Records from a collection:
⁂

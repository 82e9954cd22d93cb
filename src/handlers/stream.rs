use std::convert::Infallible;
use std::sync::Arc;
use std::time::Duration;

use axum::{
    extract::{rejection::QueryRejection, Query, State},
    response::sse::{Event, KeepAlive, Sse},
};
use futures::{Stream, StreamExt};
use tokio_stream::wrappers::IntervalStream;

use super::requests::ProjectQuery;
use super::{require_project, AppError};
use crate::error::ValidationError;
use crate::AppState;

// ─── GET /api/health-metrics/stream ──────────────────────────────
/// Server-Sent Events feed of the metrics list view for one project,
/// one `metrics` event per tick. A failed read emits an `error` event and
/// the feed carries on.

pub async fn metrics_stream(
    State(state): State<Arc<AppState>>,
    query: Result<Query<ProjectQuery>, QueryRejection>,
) -> Result<Sse<impl Stream<Item = Result<Event, Infallible>>>, AppError> {
    let Query(q) = query?;
    let mut errors = ValidationError::default();
    require_project(&mut errors, &q.project_id);
    errors.into_result()?;

    let interval = tokio::time::interval(state.stream_interval);
    let project_id = q.project_id;

    let stream = IntervalStream::new(interval).then(move |_| {
        let state = state.clone();
        let project_id = project_id.clone();
        async move {
            let event = match state.queries.metrics_list(&project_id).await {
                Ok(list) => Event::default()
                    .event("metrics")
                    .data(serde_json::to_string(&list).unwrap_or_default()),
                Err(err) => {
                    tracing::warn!(%project_id, error = %err, "metrics stream read failed");
                    Event::default().event("error").data(err.to_string())
                }
            };
            Ok::<_, Infallible>(event)
        }
    });

    Ok(Sse::new(stream).keep_alive(
        KeepAlive::new()
            .interval(Duration::from_secs(15))
            .text("keep-alive"),
    ))
}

⁂

## Your task
In the entries above, how many lines hold the word "feed"? State the number only.

## Result for this exercise
2